Imagine a coin that lands heads 90% of the time. Flip it ten times: you'll likely see 9 heads, 1 tail. Flip it ten million times: you'll see almost exactly 9,000,000 heads, 1,000,000 tails. The deterministic signal of the biased coin emerges only at large sample sizes; in small samples, random fluctuation dominates. Evolution works the same way: natural selection is the biased coin, but in small populations over short timescales, random sampling — which individuals happen to reproduce, which gametes happen to fuse — can dominate selection, with allele frequencies drifting randomly to fix (100%) or be lost (0%) for reasons that have nothing to do with fitness. Genetic drift — the term coined by Sewall Wright in 1931 — is the non-selective evolutionary force that operates alongside selection, mutation, and migration.
Genetic drift refers to changes in allele frequency over generations due to random sampling, and its strength is inversely proportional to population size: in a population of N individuals (more precisely, effective population size Nₑ), the expected change in allele frequency per generation is on the order of 1/√Nₑ, so a population of 100 fluctuates noticeably each generation while a population of 100 million barely budges. Two important corollaries: every allele eventually fixes or is lost in a finite population if no other forces act (drift is a one-way ratchet toward homozygosity), and the probability that a new neutral allele eventually fixes equals its initial frequency, with expected fixation time of approximately 4Nₑ generations. The Kimura neutral theory (1968) is the deep claim built on this — most genetic variation within and between species is selectively neutral, with the molecular clock reflecting drift rather than selection — and has been used to date evolutionary events from species divergences to pathogen outbreaks. Founder effects show drift in concentrated form: when a small group establishes a new population, the new allele frequencies reflect the founders, and the Amish, Ashkenazi Jews, Finns, Afrikaners, and many island populations show elevated frequencies of specific genetic conditions (Tay-Sachs in Ashkenazi populations, Huntington's in some Venezuelan villages, BRCA1 mutations in Icelanders). Bottlenecks operate similarly: the cheetah (~7,000 individuals worldwide today, extremely low genetic diversity) appears to have undergone a severe bottleneck about ~10,000 years ago, and humans show a clear bottleneck signature about ~70,000 years ago (effective population size of a few thousand, consistent with the Toba supereruption hypothesis).
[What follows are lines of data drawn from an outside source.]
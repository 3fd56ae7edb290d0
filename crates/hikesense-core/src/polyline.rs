//! Encoded polyline codec.
//!
//! Routes come back from the directions service as an encoded polyline: each
//! coordinate is stored as the delta from the previous one, multiplied by
//! 1e5, zig-zag encoded, and split into 5-bit little-endian chunks. Each
//! chunk is written as one ASCII character (`chunk + 63`), with bit `0x20`
//! set on every chunk except the last of a value.
//!
//! Decoding is strict: anything that is not a complete sequence of
//! (latitude, longitude) pairs is rejected with the offending byte offset.

use thiserror::Error;

use crate::types::GeoPoint;

/// Coordinate scale used by the format.
const PRECISION: f64 = 1e5;

/// Added to every chunk to land in printable ASCII.
const CHAR_OFFSET: u8 = 63;

/// Continuation bit.
const CONTINUATION: u32 = 0x20;

/// Payload bits per chunk.
const CHUNK_MASK: u32 = 0x1f;

/// A 32-bit value never needs more than 7 chunks.
const MAX_SHIFT: u32 = 30;

/// Errors produced while encoding or decoding a polyline.
#[derive(Debug, Clone, PartialEq, Eq, Error)]
pub enum PolylineError {
    /// A byte outside `'?'..='~'` was found.
    #[error("invalid polyline character {byte:#04x} at offset {offset}")]
    InvalidCharacter {
        /// Byte offset into the input.
        offset: usize,
        /// The offending byte.
        byte: u8,
    },

    /// The input ended in the middle of a value.
    #[error("polyline truncated at offset {offset}: value is missing its final chunk")]
    Truncated {
        /// Offset where the incomplete value started.
        offset: usize,
    },

    /// A latitude was decoded with no longitude following it.
    #[error("polyline ends with an unpaired latitude at offset {offset}")]
    UnpairedLatitude {
        /// Offset where the unpaired latitude started.
        offset: usize,
    },

    /// A value kept its continuation bit set past 32 bits.
    #[error("polyline value starting at offset {offset} overflows 32 bits")]
    Overflow {
        /// Offset where the oversized value started.
        offset: usize,
    },

    /// A point to encode is not a finite latitude/longitude pair.
    #[error("point {index} is not a valid coordinate")]
    InvalidPoint {
        /// Position of the point in the input.
        index: usize,
    },
}

/// Result alias for polyline operations.
pub type PolylineResult<T> = std::result::Result<T, PolylineError>;

/// Decode an encoded polyline into an ordered list of points.
///
/// `decode("")` returns an empty list.
///
/// # Errors
///
/// Returns a [`PolylineError`] if the input is not a whole number of
/// well-formed (latitude, longitude) pairs.
pub fn decode(encoded: &str) -> PolylineResult<Vec<GeoPoint>> {
    let bytes = encoded.as_bytes();
    let mut points = Vec::new();
    let mut index = 0;
    let mut lat: i64 = 0;
    let mut lng: i64 = 0;

    while index < bytes.len() {
        let lat_start = index;
        lat += next_delta(bytes, &mut index)?;

        if index >= bytes.len() {
            return Err(PolylineError::UnpairedLatitude { offset: lat_start });
        }
        lng += next_delta(bytes, &mut index)?;

        points.push(GeoPoint::new(unscale(lat), unscale(lng)));
    }

    Ok(points)
}

/// Encode points as a polyline, rounding each coordinate to 1e-5.
///
/// # Errors
///
/// Returns [`PolylineError::InvalidPoint`] for a NaN or infinite coordinate,
/// a latitude outside ±90 or a longitude outside ±180.
pub fn encode(points: &[GeoPoint]) -> PolylineResult<String> {
    let mut out = String::with_capacity(points.len() * 8);
    let mut prev_lat: i64 = 0;
    let mut prev_lng: i64 = 0;

    for (index, point) in points.iter().enumerate() {
        if !in_range(point) {
            return Err(PolylineError::InvalidPoint { index });
        }
        let lat = scale(point.latitude);
        let lng = scale(point.longitude);
        push_value(&mut out, lat - prev_lat);
        push_value(&mut out, lng - prev_lng);
        prev_lat = lat;
        prev_lng = lng;
    }

    Ok(out)
}

/// Range checks also reject NaN and infinities.
fn in_range(point: &GeoPoint) -> bool {
    (-90.0..=90.0).contains(&point.latitude) && (-180.0..=180.0).contains(&point.longitude)
}

/// Read one zig-zag encoded delta starting at `*index`.
fn next_delta(bytes: &[u8], index: &mut usize) -> PolylineResult<i64> {
    let start = *index;
    let mut result: u32 = 0;
    let mut shift: u32 = 0;

    loop {
        let Some(&byte) = bytes.get(*index) else {
            return Err(PolylineError::Truncated { offset: start });
        };
        if !(CHAR_OFFSET..=b'~').contains(&byte) {
            return Err(PolylineError::InvalidCharacter {
                offset: *index,
                byte,
            });
        }
        if shift > MAX_SHIFT {
            return Err(PolylineError::Overflow { offset: start });
        }
        *index += 1;

        let chunk = u32::from(byte - CHAR_OFFSET);
        result |= (chunk & CHUNK_MASK) << shift;
        shift += 5;

        if chunk < CONTINUATION {
            break;
        }
    }

    let value = i64::from(result >> 1);
    Ok(if result & 1 == 1 { !value } else { value })
}

#[allow(clippy::cast_precision_loss)]
fn unscale(total: i64) -> f64 {
    total as f64 / PRECISION
}

#[allow(clippy::cast_possible_truncation)]
fn scale(coordinate: f64) -> i64 {
    (coordinate * PRECISION).round() as i64
}

fn push_value(out: &mut String, delta: i64) {
    let mut value = if delta < 0 { !(delta << 1) } else { delta << 1 };
    while value >= i64::from(CONTINUATION) {
        let chunk = (value & i64::from(CHUNK_MASK)) | i64::from(CONTINUATION);
        out.push(to_char(chunk));
        value >>= 5;
    }
    out.push(to_char(value));
}

#[allow(clippy::cast_possible_truncation, clippy::cast_sign_loss)]
fn to_char(chunk: i64) -> char {
    char::from(chunk as u8 + CHAR_OFFSET)
}

#[cfg(test)]
mod tests {
    use super::*;

    const SAMPLE: &str = "_p~iF~ps|U_ulLnnqC_mqNvxq`@";

    fn assert_close(actual: &GeoPoint, lat: f64, lng: f64) {
        assert!((actual.latitude - lat).abs() < 1e-9, "lat {actual:?}");
        assert!((actual.longitude - lng).abs() < 1e-9, "lng {actual:?}");
    }

    #[test]
    fn test_decode_empty() {
        assert_eq!(decode("").unwrap(), Vec::new());
    }

    #[test]
    fn test_decode_reference_sample() {
        let points = decode(SAMPLE).unwrap();
        assert_eq!(points.len(), 3);
        assert_close(&points[0], 38.5, -120.2);
        assert_close(&points[1], 40.7, -120.95);
        assert_close(&points[2], 43.252, -126.453);
    }

    #[test]
    fn test_encode_reference_sample() {
        let points = [
            GeoPoint::new(38.5, -120.2),
            GeoPoint::new(40.7, -120.95),
            GeoPoint::new(43.252, -126.453),
        ];
        assert_eq!(encode(&points).unwrap(), SAMPLE);
    }

    #[test]
    fn test_round_trip_at_five_decimals() {
        let points = vec![
            GeoPoint::new(46.78601, -121.73551),
            GeoPoint::new(46.78599, -121.73560),
            GeoPoint::new(-33.86785, 151.20732),
            GeoPoint::new(0.0, 0.0),
            GeoPoint::new(89.99999, -179.99999),
        ];
        let decoded = decode(&encode(&points).unwrap()).unwrap();
        assert_eq!(decoded.len(), points.len());
        for (got, want) in decoded.iter().zip(&points) {
            assert_close(got, want.latitude, want.longitude);
        }
    }

    #[test]
    fn test_decode_is_stateless_across_calls() {
        let first = decode(SAMPLE).unwrap();
        let second = decode(SAMPLE).unwrap();
        assert_eq!(first, second);
    }

    #[test]
    fn test_truncated_chunk_is_rejected() {
        // Drop the final character so the last longitude never terminates.
        let truncated = &SAMPLE[..SAMPLE.len() - 1];
        assert!(matches!(
            decode(truncated),
            Err(PolylineError::Truncated { .. })
        ));
    }

    #[test]
    fn test_unpaired_latitude_is_rejected() {
        // "_p~iF" is exactly one complete latitude.
        assert_eq!(
            decode("_p~iF"),
            Err(PolylineError::UnpairedLatitude { offset: 0 })
        );
    }

    #[test]
    fn test_invalid_character_is_rejected() {
        assert_eq!(
            decode("_p~iF ps|U"),
            Err(PolylineError::InvalidCharacter {
                offset: 5,
                byte: b' '
            })
        );
    }

    #[test]
    fn test_runaway_continuation_overflows() {
        let runaway = "~".repeat(12);
        assert_eq!(decode(&runaway), Err(PolylineError::Overflow { offset: 0 }));
    }

    #[test]
    fn test_encode_rejects_unusable_points() {
        let infinite = [GeoPoint::new(10.0, 20.0), GeoPoint::new(f64::INFINITY, 0.0)];
        assert_eq!(encode(&infinite), Err(PolylineError::InvalidPoint { index: 1 }));

        let nan = [GeoPoint::new(0.0, f64::NAN)];
        assert_eq!(encode(&nan), Err(PolylineError::InvalidPoint { index: 0 }));

        let off_globe = [GeoPoint::new(1e300, -1e300)];
        assert!(encode(&off_globe).is_err());
    }

    #[test]
    fn test_encode_handles_extreme_jumps() {
        let points = [GeoPoint::new(-90.0, -180.0), GeoPoint::new(90.0, 180.0)];
        let decoded = decode(&encode(&points).unwrap()).unwrap();
        assert_close(&decoded[1], 90.0, 180.0);
    }
}
/// The unified error type for all HikeSense operations.
#[derive(Debug, Error)]
pub enum HikeSenseError {
    // =========================================================================
    // BLUETOOTH ERRORS
    // =========================================================================
    /// No Bluetooth adapter was found on this system.
    #[error(
        "No Bluetooth adapter found. Ensure Bluetooth hardware is present and drivers are loaded."
    )]
    BluetoothAdapterNotFound,

    /// The Bluetooth adapter exists but is powered off.
    #[error("Bluetooth adapter is powered off. Run 'bluetoothctl power on' to enable.")]
    BluetoothAdapterPoweredOff,

    /// The Bluetooth stack could not be used at all.
    #[error("Bluetooth unavailable: {0}")]
    AdapterUnavailable(String),

    /// Bluetooth permissions were not granted.
    #[error("Bluetooth permissions not granted. Grant access and try again.")]
    PermissionDenied,

    /// The link is already scanning, connecting or streaming.
    #[error("Sensor link is busy ({0}). Disconnect first.")]
    LinkBusy(String),

    /// Discovery ran out of time.
    #[error("No sensor found within {duration_secs} seconds. Ensure it is powered on and nearby.")]
    DiscoveryTimeout {
        /// Configured bound.
        duration_secs: u64,
    },

    /// Discovery was stopped by a disconnect request.
    #[error("Sensor discovery was cancelled")]
    DiscoveryCancelled,

    /// The scan ended without seeing the sensor.
    #[error("Sensor not found: '{0}'. Ensure the device is powered on and within range.")]
    NoMatchingDevice(String),

    /// The scan itself failed.
    #[error("Bluetooth scan failed: {0}")]
    DiscoveryFailed(String),

    /// The connection could not be established.
    #[error("Connection to sensor failed: {0}")]
    ConnectionFailed(String),

    /// The sensor does not expose the heart rate characteristic.
    #[error("Sensor does not expose the heart rate characteristic: {0}")]
    CharacteristicNotFound(String),

    /// An operation needed a connected sensor.
    #[error("No sensor connected")]
    NotConnected,

    /// Notifications could not be enabled.
    #[error("Failed to subscribe to heart rate notifications: {0}")]
    SubscriptionFailed(String),

    /// A notification could not be decoded.
    #[error("Invalid heart rate frame: {0}")]
    FrameDecode(String),

    // =========================================================================
    // ROUTE & SESSION ERRORS
    // =========================================================================
    /// An encoded route was malformed.
    #[error("Invalid route polyline: {0}")]
    Polyline(String),

    /// The session cannot perform the action in its current state.
    #[error("Cannot {action} while session is {from}")]
    InvalidTransition {
        /// Current state.
        from: SessionState,
        /// Rejected action.
        action: SessionAction,
    },

    // =========================================================================
    // BACKEND ERRORS
    // =========================================================================
    /// A required backend setting (token, API key, URL) is missing or invalid.
    #[error("Backend not configured: {0}")]
    BackendNotConfigured(String),

    /// The backend could not be reached.
    #[error("Backend request failed: {0}")]
    BackendUnreachable(String),

    /// The backend answered with an error status.
    #[error("Backend rejected request with HTTP {status}: {message}")]
    BackendRejected {
        /// HTTP status returned.
        status: u16,
        /// Details.
        message: String,
    },

    // =========================================================================
    // CONFIGURATION ERRORS
    // =========================================================================
    /// The configuration could not be loaded or parsed.
    #[error("Failed to parse configuration: {0}")]
    ConfigParseError(String),

    /// The configuration was parsed but contains invalid values.
    #[error("Configuration validation failed: {0}")]
    ConfigValidationError(String),

    // =========================================================================
    // PERSISTENCE & I/O ERRORS
    // =========================================================================
    /// An error occurred while writing data.
    #[error("Persistence error: {0}")]
    PersistenceError(String),

    /// A low-level I/O error occurred.
    #[error("I/O error: {0}")]
    IoError(#[from] std::io::Error),
}

/// A specialized [`Result`] type for HikeSense operations.
pub type Result<T> = std::result::Result<T, HikeSenseError>;

/// Alias for [`HikeSenseError`].
pub type Error = HikeSenseError;

impl HikeSenseError {
    /// Returns `true` if this error is related to the sensor link.
    #[inline]
    #[must_use]
    pub const fn is_bluetooth_error(&self) -> bool {
        matches!(
            self,
            Self::BluetoothAdapterNotFound
                | Self::BluetoothAdapterPoweredOff
                | Self::AdapterUnavailable(_)
                | Self::PermissionDenied
                | Self::LinkBusy(_)
                | Self::DiscoveryTimeout { .. }
                | Self::DiscoveryCancelled
                | Self::NoMatchingDevice(_)
                | Self::DiscoveryFailed(_)
                | Self::ConnectionFailed(_)
                | Self::CharacteristicNotFound(_)
                | Self::NotConnected
                | Self::SubscriptionFailed(_)
                | Self::FrameDecode(_)
        )
    }

    /// Returns `true` if this error is related to the hike session or route.
    #[inline]
    #[must_use]
    pub const fn is_session_error(&self) -> bool {
        matches!(self, Self::InvalidTransition { .. } | Self::Polyline(_))
    }

    /// Returns `true` if this error came from the account or directions service.
    #[inline]
    #[must_use]
    pub const fn is_backend_error(&self) -> bool {
        matches!(
            self,
            Self::BackendNotConfigured(_)
                | Self::BackendUnreachable(_)
                | Self::BackendRejected { .. }
        )
    }

    /// Returns `true` if this error is related to configuration.
    #[inline]
    #[must_use]
    pub const fn is_config_error(&self) -> bool {
        matches!(
            self,
            Self::ConfigParseError(_) | Self::ConfigValidationError(_)
        )
    }

    /// Returns `true` if this error is related to I/O or persistence.
    #[inline]
    #[must_use]
    pub const fn is_io_error(&self) -> bool {
        matches!(self, Self::PersistenceError(_) | Self::IoError(_))
    }

    /// Returns `true` if retrying the same operation may succeed.
    #[inline]
    #[must_use]
    pub const fn is_recoverable(&self) -> bool {
        matches!(
            self,
            Self::PermissionDenied
                | Self::DiscoveryTimeout { .. }
                | Self::DiscoveryCancelled
                | Self::NoMatchingDevice(_)
                | Self::DiscoveryFailed(_)
                | Self::ConnectionFailed(_)
                | Self::CharacteristicNotFound(_)
                | Self::FrameDecode(_)
                | Self::BackendUnreachable(_)
        )
    }

    /// Returns an HTTP-appropriate status code for this error.
    #[inline]
    #[must_use]
    pub const fn http_status_code(&self) -> u16 {
        match self {
            // 403 Forbidden - platform refused access
            Self::PermissionDenied => 403,

            // 404 Not Found
            Self::NoMatchingDevice(_) => 404,

            // 409 Conflict - wrong state for the request
            Self::LinkBusy(_)
            | Self::DiscoveryCancelled
            | Self::NotConnected
            | Self::InvalidTransition { .. } => 409,

            // 422 Unprocessable Entity - semantic errors
            Self::FrameDecode(_)
            | Self::Polyline(_)
            | Self::ConfigParseError(_)
            | Self::ConfigValidationError(_) => 422,

            // 424 Failed Dependency - missing setup
            Self::BackendNotConfigured(_) => 424,

            // 500 Internal Server Error - server-side issues
            Self::PersistenceError(_) | Self::IoError(_) => 500,

            // 502 Bad Gateway - sensor or backend misbehaved
            Self::ConnectionFailed(_)
            | Self::CharacteristicNotFound(_)
            | Self::SubscriptionFailed(_)
            | Self::BackendUnreachable(_)
            | Self::BackendRejected { .. } => 502,

            // 503 Service Unavailable - Bluetooth hardware issues
            Self::BluetoothAdapterNotFound
            | Self::BluetoothAdapterPoweredOff
            | Self::AdapterUnavailable(_)
            | Self::DiscoveryFailed(_) => 503,

            // 504 Gateway Timeout
            Self::DiscoveryTimeout { .. } => 504,
        }
    }

    /// Returns a machine-readable error code for API responses.
    #[inline]
    #[must_use]
    pub const fn error_code(&self) -> &'static str {
        match self {
            Self::BluetoothAdapterNotFound => "BLUETOOTH_ADAPTER_NOT_FOUND",
            Self::BluetoothAdapterPoweredOff => "BLUETOOTH_ADAPTER_POWERED_OFF",
            Self::AdapterUnavailable(_) => "ADAPTER_UNAVAILABLE",
            Self::PermissionDenied => "PERMISSION_DENIED",
            Self::LinkBusy(_) => "LINK_BUSY",
            Self::DiscoveryTimeout { .. } => "DISCOVERY_TIMEOUT",
            Self::DiscoveryCancelled => "DISCOVERY_CANCELLED",
            Self::NoMatchingDevice(_) => "NO_MATCHING_DEVICE",
            Self::DiscoveryFailed(_) => "DISCOVERY_FAILED",
            Self::ConnectionFailed(_) => "CONNECTION_FAILED",
            Self::CharacteristicNotFound(_) => "CHARACTERISTIC_NOT_FOUND",
            Self::NotConnected => "NOT_CONNECTED",
            Self::SubscriptionFailed(_) => "SUBSCRIPTION_FAILED",
            Self::FrameDecode(_) => "FRAME_DECODE_ERROR",
            Self::Polyline(_) => "INVALID_POLYLINE",
            Self::InvalidTransition { .. } => "INVALID_TRANSITION",
            Self::BackendNotConfigured(_) => "BACKEND_NOT_CONFIGURED",
            Self::BackendUnreachable(_) => "BACKEND_UNREACHABLE",
            Self::BackendRejected { .. } => "BACKEND_REJECTED",
            Self::ConfigParseError(_) => "CONFIG_PARSE_ERROR",
            Self::ConfigValidationError(_) => "CONFIG_VALIDATION_ERROR",
            Self::PersistenceError(_) => "PERSISTENCE_ERROR",
            Self::IoError(_) => "IO_ERROR",
        }
    }
}

// =============================================================================
// CONVERSIONS FROM MODULE-SPECIFIC ERRORS
// =============================================================================

impl From<crate::bluetooth::LinkError> for HikeSenseError {
    fn from(err: crate::bluetooth::LinkError) -> Self {
        use crate::bluetooth::LinkError;
        match err {
            LinkError::AdapterNotFound => Self::BluetoothAdapterNotFound,
            LinkError::AdapterPoweredOff => Self::BluetoothAdapterPoweredOff,
            LinkError::SessionInitFailed { message } | LinkError::Internal { message } => {
                Self::AdapterUnavailable(message)
            }
            LinkError::PermissionDenied => Self::PermissionDenied,
            LinkError::Busy { state } => Self::LinkBusy(state.to_string()),
            LinkError::DiscoveryTimeout { duration_secs } => {
                Self::DiscoveryTimeout { duration_secs }
            }
            LinkError::DiscoveryCancelled => Self::DiscoveryCancelled,
            LinkError::NoMatchingDevice { name } => Self::NoMatchingDevice(name),
            LinkError::DiscoveryFailed { message } => Self::DiscoveryFailed(message),
            LinkError::InvalidAddress { address } => {
                Self::ConnectionFailed(format!("Invalid Bluetooth address: {address}"))
            }
            LinkError::ConnectionFailed { id, message } => {
                Self::ConnectionFailed(format!("{id}: {message}"))
            }
            err @ LinkError::CharacteristicNotFound { .. } => {
                Self::CharacteristicNotFound(err.to_string())
            }
            LinkError::NotConnected => Self::NotConnected,
            LinkError::SubscriptionFailed { message } => Self::SubscriptionFailed(message),
        }
    }
}

impl From<crate::bluetooth::FrameError> for HikeSenseError {
    fn from(err: crate::bluetooth::FrameError) -> Self {
        Self::FrameDecode(err.to_string())
    }
}

impl From<crate::polyline::PolylineError> for HikeSenseError {
    fn from(err: crate::polyline::PolylineError) -> Self {
        Self::Polyline(err.to_string())
    }
}

impl From<crate::session::SessionError> for HikeSenseError {
    fn from(err: crate::session::SessionError) -> Self {
        use crate::session::SessionError;
        match err {
            SessionError::InvalidTransition { from, action } => {
                Self::InvalidTransition { from, action }
            }
            SessionError::Sos(e) => e.into(),
        }
    }
}

impl From<crate::backend::BackendError> for HikeSenseError {
    fn from(err: crate::backend::BackendError) -> Self {
        use crate::backend::BackendError;
        match err {
            BackendError::InvalidUrl(_) | BackendError::MissingToken | BackendError::MissingApiKey => {
                Self::BackendNotConfigured(err.to_string())
            }
            BackendError::Transport { .. } | BackendError::Decode { .. } => {
                Self::BackendUnreachable(err.to_string())
            }
            BackendError::Status {
                endpoint,
                status,
                body,
            } => Self::BackendRejected {
                status,
                message: if body.is_empty() {
                    endpoint
                } else {
                    format!("{endpoint}: {body}")
                },
            },
        }
    }
}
The relative strength of drift versus selection in any case depends on population size, allele effect size, and timescale — strong selection on a large-effect allele in a large population fixes the allele predictably, while weak selection on a small-effect allele in a small population may have outcomes determined entirely by drift.
Population-genetic drift is now central to medical genetics: the Genome Aggregation Database (gnomAD) catalogues allele frequencies across human populations, and the substantial differences between populations are mostly attributable to drift since the migration out of Africa ~70,000 years ago plus founder effects, with the clinical implication that polygenic risk scores derived from European populations underperform in non-European populations. Conservation genomics uses drift-aware models to design captive breeding and reintroduction plans for endangered species (Florida panthers, California condors, black-footed ferrets, Tasmanian devils). SARS-CoV-2 variants during the pandemic were a real-time demonstration of drift + selection. Ancient DNA studies (David Reich lab) reconstruct human population movements over the past 50,000 years using drift signatures, with the resulting picture one of much more migration, mixing, and replacement than archaeology alone had suggested. The Wright-Fisher model that formalized drift in the 1930s remains the foundation of population genetics.